** Available data follows **

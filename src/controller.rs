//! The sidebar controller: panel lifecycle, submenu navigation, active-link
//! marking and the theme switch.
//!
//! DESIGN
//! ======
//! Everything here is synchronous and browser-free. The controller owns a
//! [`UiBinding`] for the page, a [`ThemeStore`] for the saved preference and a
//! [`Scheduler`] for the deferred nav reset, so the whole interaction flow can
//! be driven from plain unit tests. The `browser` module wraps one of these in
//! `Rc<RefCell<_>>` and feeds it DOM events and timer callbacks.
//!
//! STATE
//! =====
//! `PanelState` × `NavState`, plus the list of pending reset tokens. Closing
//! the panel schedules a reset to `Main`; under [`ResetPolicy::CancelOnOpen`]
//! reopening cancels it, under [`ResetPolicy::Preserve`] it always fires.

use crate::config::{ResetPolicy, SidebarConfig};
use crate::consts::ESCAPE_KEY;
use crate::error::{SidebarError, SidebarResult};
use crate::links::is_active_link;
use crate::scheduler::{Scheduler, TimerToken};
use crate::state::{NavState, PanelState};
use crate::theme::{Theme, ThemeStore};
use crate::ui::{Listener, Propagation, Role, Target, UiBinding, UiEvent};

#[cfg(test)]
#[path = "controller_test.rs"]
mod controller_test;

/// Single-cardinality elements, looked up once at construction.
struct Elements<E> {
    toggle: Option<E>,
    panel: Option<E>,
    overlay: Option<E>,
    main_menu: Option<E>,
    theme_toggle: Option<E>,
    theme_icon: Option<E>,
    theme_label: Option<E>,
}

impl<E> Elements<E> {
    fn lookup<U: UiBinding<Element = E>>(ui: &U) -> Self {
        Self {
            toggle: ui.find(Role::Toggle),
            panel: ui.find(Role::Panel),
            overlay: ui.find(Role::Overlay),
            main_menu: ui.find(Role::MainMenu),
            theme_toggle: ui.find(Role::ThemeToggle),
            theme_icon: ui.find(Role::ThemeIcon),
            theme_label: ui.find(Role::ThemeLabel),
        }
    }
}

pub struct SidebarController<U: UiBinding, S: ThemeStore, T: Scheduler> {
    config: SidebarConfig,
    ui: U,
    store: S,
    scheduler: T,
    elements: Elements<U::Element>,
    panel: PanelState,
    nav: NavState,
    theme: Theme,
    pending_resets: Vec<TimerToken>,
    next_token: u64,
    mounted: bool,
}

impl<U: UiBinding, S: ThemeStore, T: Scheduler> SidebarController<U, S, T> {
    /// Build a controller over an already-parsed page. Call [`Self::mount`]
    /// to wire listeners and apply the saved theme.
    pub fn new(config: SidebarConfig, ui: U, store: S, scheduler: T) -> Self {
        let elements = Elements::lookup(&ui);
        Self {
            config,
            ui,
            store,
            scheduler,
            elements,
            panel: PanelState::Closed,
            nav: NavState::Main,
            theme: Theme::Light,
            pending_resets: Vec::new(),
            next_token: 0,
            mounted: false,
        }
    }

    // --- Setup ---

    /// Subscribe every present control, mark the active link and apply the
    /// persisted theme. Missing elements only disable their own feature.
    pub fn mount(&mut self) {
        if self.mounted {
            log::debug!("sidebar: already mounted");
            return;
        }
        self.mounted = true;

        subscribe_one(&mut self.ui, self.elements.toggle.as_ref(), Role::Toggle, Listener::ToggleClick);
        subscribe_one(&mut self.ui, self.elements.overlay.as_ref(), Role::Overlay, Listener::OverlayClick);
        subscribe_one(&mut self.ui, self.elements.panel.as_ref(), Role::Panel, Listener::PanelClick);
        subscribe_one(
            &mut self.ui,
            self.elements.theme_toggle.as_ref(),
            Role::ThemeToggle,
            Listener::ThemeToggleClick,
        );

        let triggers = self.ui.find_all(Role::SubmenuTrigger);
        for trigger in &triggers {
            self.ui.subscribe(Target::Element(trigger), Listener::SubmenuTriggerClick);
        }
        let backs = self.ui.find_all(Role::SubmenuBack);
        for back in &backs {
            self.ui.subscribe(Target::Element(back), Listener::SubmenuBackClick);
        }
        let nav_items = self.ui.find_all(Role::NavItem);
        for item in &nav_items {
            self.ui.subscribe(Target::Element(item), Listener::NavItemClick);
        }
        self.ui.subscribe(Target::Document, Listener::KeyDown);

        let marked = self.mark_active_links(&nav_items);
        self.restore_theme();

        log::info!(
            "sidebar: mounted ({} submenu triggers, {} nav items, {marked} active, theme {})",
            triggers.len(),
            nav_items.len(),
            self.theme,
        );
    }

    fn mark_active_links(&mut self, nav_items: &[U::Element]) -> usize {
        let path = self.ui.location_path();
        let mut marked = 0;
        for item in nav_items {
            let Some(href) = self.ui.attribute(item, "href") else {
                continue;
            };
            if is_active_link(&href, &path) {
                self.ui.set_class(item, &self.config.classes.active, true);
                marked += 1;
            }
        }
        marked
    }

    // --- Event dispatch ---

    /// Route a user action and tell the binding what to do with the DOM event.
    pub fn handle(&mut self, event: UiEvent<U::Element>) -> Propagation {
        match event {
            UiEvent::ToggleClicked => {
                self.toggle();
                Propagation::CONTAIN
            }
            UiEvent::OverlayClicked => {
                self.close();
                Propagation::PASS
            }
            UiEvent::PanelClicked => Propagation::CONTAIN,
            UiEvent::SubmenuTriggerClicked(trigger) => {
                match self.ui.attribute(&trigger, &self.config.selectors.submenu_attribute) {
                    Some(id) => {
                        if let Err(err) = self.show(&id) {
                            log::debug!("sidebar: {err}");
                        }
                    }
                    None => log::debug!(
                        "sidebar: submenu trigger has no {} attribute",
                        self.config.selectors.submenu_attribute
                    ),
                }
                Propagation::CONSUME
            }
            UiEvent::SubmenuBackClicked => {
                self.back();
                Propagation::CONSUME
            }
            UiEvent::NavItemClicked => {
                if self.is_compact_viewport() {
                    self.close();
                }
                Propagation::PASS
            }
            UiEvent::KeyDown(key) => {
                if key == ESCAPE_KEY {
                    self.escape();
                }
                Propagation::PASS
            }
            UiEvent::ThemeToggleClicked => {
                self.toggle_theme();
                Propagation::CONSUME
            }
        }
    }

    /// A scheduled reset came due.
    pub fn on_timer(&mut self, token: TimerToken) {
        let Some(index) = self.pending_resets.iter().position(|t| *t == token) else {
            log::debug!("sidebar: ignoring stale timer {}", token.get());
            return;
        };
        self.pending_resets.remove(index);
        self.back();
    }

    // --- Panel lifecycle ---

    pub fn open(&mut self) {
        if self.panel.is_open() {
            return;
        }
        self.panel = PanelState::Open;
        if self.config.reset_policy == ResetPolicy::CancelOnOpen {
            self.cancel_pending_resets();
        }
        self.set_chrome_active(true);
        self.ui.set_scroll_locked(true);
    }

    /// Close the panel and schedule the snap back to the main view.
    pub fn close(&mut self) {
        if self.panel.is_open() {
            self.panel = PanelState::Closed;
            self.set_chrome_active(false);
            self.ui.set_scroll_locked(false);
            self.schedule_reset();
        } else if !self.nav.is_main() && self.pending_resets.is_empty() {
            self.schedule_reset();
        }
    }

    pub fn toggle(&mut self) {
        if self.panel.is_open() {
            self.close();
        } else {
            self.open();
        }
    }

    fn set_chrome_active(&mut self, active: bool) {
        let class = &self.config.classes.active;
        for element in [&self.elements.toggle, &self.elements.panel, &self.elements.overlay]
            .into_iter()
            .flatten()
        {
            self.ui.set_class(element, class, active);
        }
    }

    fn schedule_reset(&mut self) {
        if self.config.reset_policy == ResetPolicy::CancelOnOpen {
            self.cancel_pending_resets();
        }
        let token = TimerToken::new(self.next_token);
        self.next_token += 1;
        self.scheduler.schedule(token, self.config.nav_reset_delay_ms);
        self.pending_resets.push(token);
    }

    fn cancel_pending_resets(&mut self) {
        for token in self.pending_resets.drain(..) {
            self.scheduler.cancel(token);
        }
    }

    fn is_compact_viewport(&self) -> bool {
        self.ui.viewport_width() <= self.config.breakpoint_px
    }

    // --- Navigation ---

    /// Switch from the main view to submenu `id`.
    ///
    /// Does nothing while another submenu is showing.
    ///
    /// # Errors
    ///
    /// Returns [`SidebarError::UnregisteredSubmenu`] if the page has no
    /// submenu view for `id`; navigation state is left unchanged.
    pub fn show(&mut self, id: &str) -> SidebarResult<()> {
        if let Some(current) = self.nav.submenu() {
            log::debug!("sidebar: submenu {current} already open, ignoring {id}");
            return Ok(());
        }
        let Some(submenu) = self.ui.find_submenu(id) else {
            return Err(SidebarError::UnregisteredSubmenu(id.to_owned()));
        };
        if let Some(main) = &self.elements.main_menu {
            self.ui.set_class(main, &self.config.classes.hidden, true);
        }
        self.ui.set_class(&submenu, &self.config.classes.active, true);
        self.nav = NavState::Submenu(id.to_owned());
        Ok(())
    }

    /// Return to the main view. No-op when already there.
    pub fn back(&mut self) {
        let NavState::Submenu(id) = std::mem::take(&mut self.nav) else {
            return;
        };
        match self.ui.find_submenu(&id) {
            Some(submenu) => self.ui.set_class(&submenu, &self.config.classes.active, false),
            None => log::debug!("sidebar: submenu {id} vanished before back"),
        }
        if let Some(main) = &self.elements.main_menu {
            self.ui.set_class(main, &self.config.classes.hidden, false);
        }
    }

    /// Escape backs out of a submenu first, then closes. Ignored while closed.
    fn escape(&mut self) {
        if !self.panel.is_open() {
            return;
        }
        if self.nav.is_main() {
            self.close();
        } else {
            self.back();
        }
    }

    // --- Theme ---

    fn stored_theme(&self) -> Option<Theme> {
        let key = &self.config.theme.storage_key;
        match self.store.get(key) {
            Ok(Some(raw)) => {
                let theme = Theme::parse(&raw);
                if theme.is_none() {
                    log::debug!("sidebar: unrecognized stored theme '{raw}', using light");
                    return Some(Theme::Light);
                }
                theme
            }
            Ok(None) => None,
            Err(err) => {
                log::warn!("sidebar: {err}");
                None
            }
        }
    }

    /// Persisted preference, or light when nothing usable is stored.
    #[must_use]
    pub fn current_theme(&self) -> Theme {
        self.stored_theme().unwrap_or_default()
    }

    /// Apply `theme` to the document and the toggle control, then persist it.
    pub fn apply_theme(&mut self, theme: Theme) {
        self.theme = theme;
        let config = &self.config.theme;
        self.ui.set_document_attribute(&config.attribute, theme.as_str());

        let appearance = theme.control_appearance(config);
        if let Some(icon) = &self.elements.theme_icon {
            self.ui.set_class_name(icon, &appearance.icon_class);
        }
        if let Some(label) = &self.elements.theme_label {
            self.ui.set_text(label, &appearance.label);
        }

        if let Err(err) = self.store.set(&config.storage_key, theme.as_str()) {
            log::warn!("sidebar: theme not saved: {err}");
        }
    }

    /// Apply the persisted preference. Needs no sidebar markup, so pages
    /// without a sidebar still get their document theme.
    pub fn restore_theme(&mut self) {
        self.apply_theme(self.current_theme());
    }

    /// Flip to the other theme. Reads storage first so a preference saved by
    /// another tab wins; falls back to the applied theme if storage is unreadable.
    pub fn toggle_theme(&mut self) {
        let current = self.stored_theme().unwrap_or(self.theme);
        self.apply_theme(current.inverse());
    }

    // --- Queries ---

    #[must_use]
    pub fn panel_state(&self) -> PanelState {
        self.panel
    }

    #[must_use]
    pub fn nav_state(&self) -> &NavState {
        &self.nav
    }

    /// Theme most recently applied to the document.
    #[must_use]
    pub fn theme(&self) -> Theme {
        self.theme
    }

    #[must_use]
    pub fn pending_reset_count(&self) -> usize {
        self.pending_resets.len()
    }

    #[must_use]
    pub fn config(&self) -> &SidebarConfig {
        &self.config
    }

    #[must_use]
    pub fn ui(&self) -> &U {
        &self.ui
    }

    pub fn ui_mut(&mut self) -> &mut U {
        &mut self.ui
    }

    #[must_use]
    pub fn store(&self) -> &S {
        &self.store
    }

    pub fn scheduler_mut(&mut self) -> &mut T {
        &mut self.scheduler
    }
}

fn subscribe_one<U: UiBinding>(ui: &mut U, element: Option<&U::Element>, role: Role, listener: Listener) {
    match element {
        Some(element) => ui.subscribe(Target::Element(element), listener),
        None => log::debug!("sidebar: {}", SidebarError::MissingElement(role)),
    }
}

** End of Available data **

_Exercise prompt_.
Scan the data above, find each line with "marked", and copy it.

_Reply to the exercise_.
        let marked = self.mark_active_links(&nav_items);
            "sidebar: mounted ({} submenu triggers, {} nav items, {marked} active, theme {})",
        let mut marked = 0;
                marked += 1;
        marked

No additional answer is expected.